Baby Food Made Simple: Tips on How to Get Started




By Serena Norr

I was so excited when my daughter turned six months. Not only did she start to shuffle her body on the floor but she also started to sit up on her own – making for some quick baby proofing and excitement as she would start to eat solids. With my first daughter, I mashed, stored, froze and gave her homemade baby food. I found it to be economical as well as a healthy way to introduce nutrients food to my baby’s diet. With a little organization, some tools and of course healthy food, you can create your own baby food in no time. Here’s what works for me.

The tools
Essentially making baby food is about boiling food, mashing or pureeing it and then serving it to your baby. For mashing, I rely on a high-powered immersion blender from Sage Spoonfuls. This heavy-duty blender literally whips up food in seconds – making it so easy to blend food – including various combinations. To store the food, I also use their 4oz. containers but you can also fill up ice cube trays and freeze the food for later use. The trays provide about a servings worth of food so you simply have to let them de-thaw, warm them up and serve.

Organization
As simple as whipping up food is, I can have tons of containers in my fridge and not know the difference between an apple mash to a pear mash. To keep everything organized I place a sticker on all of the containers and label them with the date they were made and their contents. This also makes everything clear to anyone watches who my daughter as well as a way to know exactly what I am feeding her.

Develop a system
When I started solids, my daughter’s pediatrician recommended that I try the same new food for 3-4 days to see if she was allergic to anything.
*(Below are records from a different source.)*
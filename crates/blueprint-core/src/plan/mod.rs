//! The plan document model.
//!
//! [`PlanDocument`] is the root aggregate: one evolving record describing an
//! app idea through every planning phase. The model is deliberately
//! permissive -- any combination of populated fields is representable, and
//! no validation happens here. Which mutations are currently *permitted* is
//! the gate evaluator's job ([`crate::gate`]); this module only knows how to
//! create a document and shallow-merge updates into it.

pub mod template;

use std::fmt;
use std::str::FromStr;

use chrono::{DateTime, Utc};
use serde::{Deserialize, Serialize};
use uuid::Uuid;

pub use template::mvp_checklist;

// ---------------------------------------------------------------------------
// Enums
// ---------------------------------------------------------------------------

/// Expected impact of a feature on the product.
#[derive(Debug, Clone, Copy, PartialEq, Eq, Serialize, Deserialize)]
pub enum Impact {
    High,
    Medium,
    Low,
}

impl fmt::Display for Impact {
    fn fmt(&self, f: &mut fmt::Formatter<'_>) -> fmt::Result {
        let s = match self {
            Self::High => "High",
            Self::Medium => "Medium",
            Self::Low => "Low",
        };
        f.write_str(s)
    }
}

impl FromStr for Impact {
    type Err = ImpactParseError;

    fn from_str(s: &str) -> Result<Self, Self::Err> {
        match s {
            "High" => Ok(Self::High),
            "Medium" => Ok(Self::Medium),
            "Low" => Ok(Self::Low),
            other => Err(ImpactParseError(other.to_owned())),
        }
    }
}

/// Error returned when parsing an invalid [`Impact`] string.
#[derive(Debug, Clone)]
pub struct ImpactParseError(pub String);

impl fmt::Display for ImpactParseError {
    fn fmt(&self, f: &mut fmt::Formatter<'_>) -> fmt::Result {
        write!(f, "invalid impact level: {:?}", self.0)
    }
}

impl std::error::Error for ImpactParseError {}

// ---------------------------------------------------------------------------
// Section records
// ---------------------------------------------------------------------------

/// Market validation report for the idea.
#[derive(Debug, Clone, PartialEq, Eq, Serialize, Deserialize)]
#[serde(rename_all = "camelCase")]
pub struct MarketValidation {
    pub core_problem: String,
    pub founder_profile: String,
    pub community_research: Vec<String>,
    pub competitors: Vec<String>,
    pub differentiation: Vec<String>,
    pub risk_assessment: String,
}

/// A customer persona.
#[derive(Debug, Clone, PartialEq, Eq, Serialize, Deserialize)]
#[serde(rename_all = "camelCase")]
pub struct Persona {
    pub name: String,
    pub demographics: String,
    pub psychographics: String,
    pub bio: String,
    pub goals: Vec<String>,
    pub pain_points: Vec<String>,
}

/// One tier of the pricing model.
#[derive(Debug, Clone, PartialEq, Eq, Serialize, Deserialize)]
pub struct PricingTier {
    pub name: String,
    /// Display price, e.g. `"$9/mo"`.
    pub price: String,
    pub features: Vec<String>,
}

/// A recommended technology stack.
#[derive(Debug, Clone, PartialEq, Eq, Serialize, Deserialize)]
pub struct TechStack {
    /// What the stack is best for, e.g. "Best for simple web apps".
    pub category: String,
    pub backend: String,
    pub database: String,
    pub authentication: String,
    pub payments: String,
    pub services: Vec<String>,
}

/// One step of the MVP checklist.
///
/// Ids are stable and come from the fixed template
/// ([`template::mvp_checklist`]); they are the key used when a generated
/// prompt is stored back onto a step.
#[derive(Debug, Clone, PartialEq, Eq, Serialize, Deserialize)]
pub struct MvpStep {
    pub id: u32,
    pub title: String,
    pub completed: bool,
    pub prompt: Option<Prompt>,
}

/// A planned product feature.
#[derive(Debug, Clone, PartialEq, Eq, Serialize, Deserialize)]
pub struct Feature {
    /// Assigned locally when the feature enters the plan, never by the
    /// generation capability.
    pub id: Uuid,
    pub title: String,
    pub impact: Impact,
    pub category: String,
    pub prompt: Option<Prompt>,
}

/// A five-part build brief for a downstream AI coding assistant.
///
/// Always produced as a complete unit by one generation call; never
/// partially filled.
#[derive(Debug, Clone, PartialEq, Eq, Serialize, Deserialize)]
#[serde(rename_all = "camelCase")]
pub struct Prompt {
    pub context: String,
    pub user_journey: String,
    pub technology: String,
    pub design: String,
    #[serde(default, skip_serializing_if = "Option::is_none")]
    pub negative_prompt: Option<String>,
}

/// The founder's profile and preferences, fed into tech-stack generation.
///
/// Owned by the session rather than the plan: it describes the user, not
/// the app being planned.
#[derive(Debug, Clone, Default, PartialEq, Eq, Serialize, Deserialize)]
#[serde(rename_all = "camelCase")]
pub struct UserProfile {
    pub name: String,
    pub phone: String,
    pub address: String,
    pub bio: String,
    pub website: String,
    pub tech_preferences: Vec<String>,
}

// ---------------------------------------------------------------------------
// PlanDocument
// ---------------------------------------------------------------------------

/// The root aggregate: one app plan and all of its derived artifacts.
///
/// Exactly one instance exists per session. It is only ever mutated through
/// [`PlanDocument::update`], which returns a fresh document and leaves the
/// previous one untouched, so references held by presentation code during an
/// in-flight generation call stay stable.
#[derive(Debug, Clone, PartialEq, Eq, Serialize, Deserialize)]
#[serde(rename_all = "camelCase")]
pub struct PlanDocument {
    pub idea: String,
    pub idea_improvements: Vec<String>,
    pub market_validation: Option<MarketValidation>,
    pub personas: Vec<Persona>,
    pub pricing: Vec<PricingTier>,
    pub tech_stack: Option<TechStack>,
    pub mvp_plan: Vec<MvpStep>,
    pub features: Vec<Feature>,
    pub created_at: DateTime<Utc>,
}

impl PlanDocument {
    /// Create a fresh plan for an idea, all downstream fields empty.
    pub fn new(idea: impl Into<String>) -> Self {
        Self {
            idea: idea.into(),
            idea_improvements: Vec::new(),
            market_validation: None,
            personas: Vec::new(),
            pricing: Vec::new(),
            tech_stack: None,
            mvp_plan: Vec::new(),
            features: Vec::new(),
            created_at: Utc::now(),
        }
    }

    /// Shallow-merge a patch into this document, returning the new document.
    ///
    /// Fields absent from the patch are carried over unchanged. The receiver
    /// is not mutated.
    #[must_use]
    pub fn update(&self, patch: PlanPatch) -> Self {
        let mut next = self.clone();
        if let Some(idea) = patch.idea {
            next.idea = idea;
        }
        if let Some(improvements) = patch.idea_improvements {
            next.idea_improvements = improvements;
        }
        if let Some(validation) = patch.market_validation {
            next.market_validation = Some(validation);
        }
        if let Some(personas) = patch.personas {
            next.personas = personas;
        }
        if let Some(pricing) = patch.pricing {
            next.pricing = pricing;
        }
        if let Some(stack) = patch.tech_stack {
            next.tech_stack = Some(stack);
        }
        if let Some(steps) = patch.mvp_plan {
            next.mvp_plan = steps;
        }
        if let Some(features) = patch.features {
            next.features = features;
        }
        next
    }
}

/// A partial plan update: every field optional, `Some` replaces wholesale.
///
/// There is intentionally no way to clear an already-populated optional
/// field -- the only path backward is a full session reset.
#[derive(Debug, Clone, Default)]
pub struct PlanPatch {
    pub idea: Option<String>,
    pub idea_improvements: Option<Vec<String>>,
    pub market_validation: Option<MarketValidation>,
    pub personas: Option<Vec<Persona>>,
    pub pricing: Option<Vec<PricingTier>>,
    pub tech_stack: Option<TechStack>,
    pub mvp_plan: Option<Vec<MvpStep>>,
    pub features: Option<Vec<Feature>>,
}

// ---------------------------------------------------------------------------
// Tests
// ---------------------------------------------------------------------------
I started with rice cereal or oatmeal, then fruits and vegetables and then a protein (meat or beans). This really helped me to develop a system and learn what she liked as well as a way. To keep track of everything I wrote everything down and noted what she loved (avocadoes) and what she didn’t like (carrots). As she got little older, I then tried combinations like apples and carrots or black beans and rice, which I also tracked as she started to eat 3 meals a day.

Stick with organic
Today organic food is widely available in grocery stores and serving it to your baby is a great way to avoid pesticides and chemicals. I truly believe in eating organic and local – as much as possible – and making your own baby food is the easiest way to do so.

Get creative
You can start with something easy, like a mashed avocado or a mashed banana. This is not only simple but it is also an economical way to get started. You can then try mashed apples, carrots, pears, sweet potatoes, plums, green beans, plums and some protein – chicken, beef, turkey, black beans, chickpeas, lentils or tofu.

*Note: Talk to your pediatrician before trying solid food with your baby.